As for similarities between the Banjar and the Kadayan, if Banjar is from the word Bandar, then perhaps Kadayan is from the word kadai or kedai. The Banjar like to travel, trade and spread the word of Islam to various places in the region. Being city dwellers, the Banjar frequented shops or kedai and thus become kadai(y)an. As the perantau (traveller) they may come from the Banjar stock of Kandangan and perhaps this is how the name Kadayan came about. Although, my theory could be wrong. The word kamih for kencing is also similar to the Kadayan and Brunei but the word air (water) is banyu and not aing. The word dingsanak is also used by them.

I hope this information would add to your studies of the Kadayan and Banjar.

Asrie Kadir

7th March,2006

The writer(Datuk Asrie Kadir) is a lawyer by qualification he has held various positions in government and private sectors.His last post was as Press Secretary to Sabah’s Chief Minister.

Tina Kadayan - Sdr Amde |2006-07-05 23:04:36
Sdr Amde,

Saya ada dengar bahawa perkataan kadayan ini mungkin diperolehi dari nama kedai atau kadai-orang Brunai panggil, dimana orang2 ketika itu tidak tau asal usul orang tersebut yang kebetulan berniaga runcit. Jadi sebagai indentiti orang berkedai dipanggil orang kadaian.

Saya rasa usaha sdr dan rakan2 harus di puji yang tidak jemu2, saya percaya suatu masa nanti akan membuahkan hasil walaupun ketika ini tidak ramai yang mengambil perhatian serious. Saya akan sentiasa bersama-sama menyukung usaha ini.

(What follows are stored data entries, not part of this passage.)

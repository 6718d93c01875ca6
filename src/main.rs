//! # MailVault CLI (`mvault`)
//!
//! The `mvault` binary is the primary interface for MailVault. It provides
//! commands for database initialization, snapshot collection, snapshot
//! browsing, tenant registry management, and starting the HTTP API server.
//!
//! ## Usage
//!
//! ```bash
//! mvault --config ./config/mailvault.toml <command>
//! ```
//!
//! ## Commands
//!
//! | Command | Description |
//! |---------|-------------|
//! | `mvault init` | Create the SQLite database and run schema migrations |
//! | `mvault snapshot` | Collect all tenants and persist one deduplicated snapshot |
//! | `mvault snapshots` | List recent snapshots |
//! | `mvault show <id>` | Show the messages first seen in a snapshot |
//! | `mvault tenants list` | List registered tenants |
//! | `mvault tenants add` | Register a tenant |
//! | `mvault tenants remove <id>` | Deactivate a tenant |
//! | `mvault serve` | Start the JSON HTTP API (and scheduler, if enabled) |

mod auth;
mod collector;
mod config;
mod db;
mod error;
mod graph;
mod hash;
mod indexer;
mod migrate;
mod models;
mod paginator;
mod progress;
mod runner;
mod scheduler;
mod server;
mod store;
mod task;

use std::path::PathBuf;
use std::sync::Arc;

use clap::{Parser, Subcommand};
use tracing_subscriber::EnvFilter;

use crate::models::Tenant;
use crate::progress::ProgressMode;
use crate::runner::RunOptions;
use crate::store::SnapshotStore;
use crate::task::{TaskRegistry, TaskState};

/// MailVault CLI — snapshot-based mailbox collection and archival.
///
/// All commands accept a `--config` flag pointing to a TOML configuration
/// file. See `config/mailvault.example.toml` for a full example.
#[derive(Parser)]
#[command(
    name = "mvault",
    about = "MailVault — snapshot-based mailbox collection and archival for Microsoft 365 tenants",
    version,
    long_about = "MailVault harvests mailbox data from a remote paginated mail API per tenant and \
    per user, and persists the results as immutable, globally deduplicated snapshots. \
    Runs are tracked by a task state machine observable from the CLI and the HTTP API."
)]
struct Cli {
    /// Path to configuration file (TOML).
    #[arg(long, global = true, default_value = "./config/mailvault.toml")]
    config: PathBuf,

    #[command(subcommand)]
    command: Commands,
}

/// Top-level CLI commands.
#[derive(Subcommand)]
enum Commands {
    /// Initialize the database schema.
    ///
    /// Creates the SQLite database file and all required tables (snapshots,
    /// messages, tenants). Idempotent — running it multiple times is safe.
    Init,

    /// Collect all configured tenants and persist one snapshot.
    ///
    /// Acquires a token per tenant, enumerates mailbox-bearing users, pages
    /// their message listings up to the per-user quota, and stores the
    /// aggregated batch as a single deduplicated snapshot.
    Snapshot {
        /// Label recorded on the snapshot row.
        #[arg(long)]
        label: Option<String>,

        /// Collect only the named tenant.
        #[arg(long)]
        tenant: Option<String>,

        /// Override the per-mailbox message quota for this run.
        #[arg(long)]
        mails_per_user: Option<u64>,

        /// Skip attachment fetching for this run.
        #[arg(long)]
        no_attachments: bool,

        /// Progress output on stderr: auto, off, human, or json.
        #[arg(long, default_value = "auto")]
        progress: String,
    },

    /// List recent snapshots.
    Snapshots {
        /// Maximum number of snapshots to list.
        #[arg(long, default_value_t = 50)]
        limit: i64,
    },

    /// Show the messages first seen in a snapshot.
    Show {
        /// Snapshot id.
        id: i64,
    },

    /// Manage the tenant registry.
    Tenants {
        #[command(subcommand)]
        action: TenantAction,
    },

    /// Start the JSON HTTP API server.
    ///
    /// Also starts the background scheduler when `[scheduler].enabled` is
    /// set in the config.
    Serve,
}

/// Tenant registry subcommands.
#[derive(Subcommand)]
enum TenantAction {
    /// List active tenants (secrets are never printed).
    List,
    /// Register a tenant.
    Add {
        /// Display name, used to label collected messages.
        name: String,
        /// Directory (tenant) id.
        #[arg(long)]
        tenant_id: String,
        /// Application (client) id.
        #[arg(long)]
        client_id: String,
        /// Client secret. Prefer passing via environment in scripts.
        #[arg(long)]
        client_secret: String,
    },
    /// Deactivate a tenant (soft delete; its snapshots are kept).
    Remove {
        /// Registry id, as shown by `mvault tenants list`.
        id: i64,
    },
}

#[tokio::main]
async fn main() -> anyhow::Result<()> {
    tracing_subscriber::fmt()
        .with_env_filter(
            EnvFilter::try_from_default_env().unwrap_or_else(|_| EnvFilter::new("mailvault=info")),
        )
        .with_writer(std::io::stderr)
        .init();

    let cli = Cli::parse();
    let cfg = config::load_config(&cli.config)?;

    match cli.command {
        Commands::Init => {
            let pool = db::connect(&cfg).await?;
            migrate::run_migrations(&pool).await?;
            pool.close().await;
            println!("Database initialized successfully.");
        }

        Commands::Snapshot {
            label,
            tenant,
            mails_per_user,
            no_attachments,
            progress,
        } => {
            let mode = match progress.as_str() {
                "auto" => ProgressMode::default_for_tty(),
                other => ProgressMode::parse(other)
                    .ok_or_else(|| anyhow::anyhow!("invalid progress mode: {}", other))?,
            };

            let pool = db::connect(&cfg).await?;
            migrate::run_migrations(&pool).await?;
            let store = SnapshotStore::new(pool.clone());
            let indexer = indexer::create_indexer(&cfg.indexer)?;
            let registry = TaskRegistry::new();
            let task = registry.create();
            let printer = progress::spawn_printer(mode, &task);

            let opts = RunOptions {
                label,
                tenant,
                mails_per_user,
                include_attachments: if no_attachments { Some(false) } else { None },
            };

            runner::run_collection(
                Arc::new(cfg),
                store,
                indexer,
                task.clone(),
                opts,
            )
            .await;

            if let Some(printer) = printer {
                let _ = printer.await;
            }

            match task.status().state {
                TaskState::Success { result } => {
                    println!("snapshot {}", result["snapshot_id"]);
                    println!("  collected: {} messages", result["messages_collected"]);
                    println!("  inserted:  {} messages", result["messages_inserted"]);
                    if let Some(tenants) = result["tenants"].as_array() {
                        for t in tenants {
                            let errors = t["errors"].as_array().map(Vec::len).unwrap_or(0);
                            println!(
                                "  tenant {}: {} messages, {} errors",
                                t["name"].as_str().unwrap_or("?"),
                                t["messages"],
                                errors
                            );
                        }
                    }
                    println!("ok");
                }
                TaskState::Failure { error } => {
                    eprintln!("Error: {}", error);
                    pool.close().await;
                    std::process::exit(1);
                }
                _ => unreachable!("run_collection always terminates the task"),
            }

            pool.close().await;
        }

        Commands::Snapshots { limit } => {
            let pool = db::connect(&cfg).await?;
            let store = SnapshotStore::new(pool.clone());
            let snapshots = store.list_snapshots(limit).await?;
            println!("{:<6} {:<22} {:>9}   LABEL", "ID", "CREATED", "MESSAGES");
            for snap in &snapshots {
                println!(
                    "{:<6} {:<22} {:>9}   {}",
                    snap.id,
                    snap.created_at,
                    snap.message_count,
                    snap.label.as_deref().unwrap_or("-")
                );
            }
            pool.close().await;
        }

        Commands::Show { id } => {
            let pool = db::connect(&cfg).await?;
            let store = SnapshotStore::new(pool.clone());
            let messages = match store.snapshot_messages(id).await? {
                Some(messages) => messages,
                None => {
                    eprintln!("Error: no snapshot with id {}", id);
                    pool.close().await;
                    std::process::exit(1);
                }
            };
            println!("--- Snapshot {} ({} messages) ---", id, messages.len());
            for msg in &messages {
                println!(
                    "[{}] {}  {}  {}",
                    msg.id,
                    msg.received_at.as_deref().unwrap_or("-"),
                    msg.from_address.as_deref().unwrap_or("-"),
                    msg.subject.as_deref().unwrap_or("(no subject)")
                );
            }
            pool.close().await;
        }

        Commands::Tenants { action } => {
            let pool = db::connect(&cfg).await?;
            migrate::run_migrations(&pool).await?;
            let store = SnapshotStore::new(pool.clone());
            match action {
                TenantAction::List => {
                    let tenants = store.list_tenants().await?;
                    println!("{:<6} {:<20} {:<38} CLIENT", "ID", "NAME", "TENANT");
                    for t in &tenants {
                        println!("{:<6} {:<20} {:<38} {}", t.id, t.name, t.tenant_id, t.client_id);
                    }
                }
                TenantAction::Add {
                    name,
                    tenant_id,
                    client_id,
                    client_secret,
                } => {
                    let id = store
                        .create_tenant(&Tenant {
                            name,
                            tenant_id,
                            client_id,
                            client_secret,
                        })
                        .await?;
                    println!("Tenant registered with id {}.", id);
                }
                TenantAction::Remove { id } => {
                    if store.deactivate_tenant(id).await? {
                        println!("Tenant {} deactivated.", id);
                    } else {
                        eprintln!("Error: no active tenant with id {}", id);
                        pool.close().await;
                        std::process::exit(1);
                    }
                }
            }
            pool.close().await;
        }

        Commands::Serve => {
            let pool = db::connect(&cfg).await?;
            migrate::run_migrations(&pool).await?;
            let store = SnapshotStore::new(pool);
            let indexer = indexer::create_indexer(&cfg.indexer)?;
            let tasks = Arc::new(TaskRegistry::new());
            let cfg = Arc::new(cfg);

            scheduler::start(cfg.clone(), store.clone(), indexer.clone(), tasks.clone());
            server::run_server(cfg, store, tasks, indexer).await?;
        }
    }

    Ok(())
}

Terima kasih, Tina Kadayan, Labuan

8hb Mac,2006

Othman Masapol |2006-07-05 19:11:46

Saya berpendapat Kadayan bukan berasal dari Jawa seperti yang banyak dipercakapkan oleh orang tua-tua dikampong kampong, sebab tidak ada tanda-tanda peninggalan orang Jawa pada orang Kadayan baik melalui budaya maupun yang lain-lain. Seperti yang diperkatakan oleh sdr Amde dan yang lain-lain berkemungkinan besar Kadayan cuma terdapat di Pulau Borneo sahaja.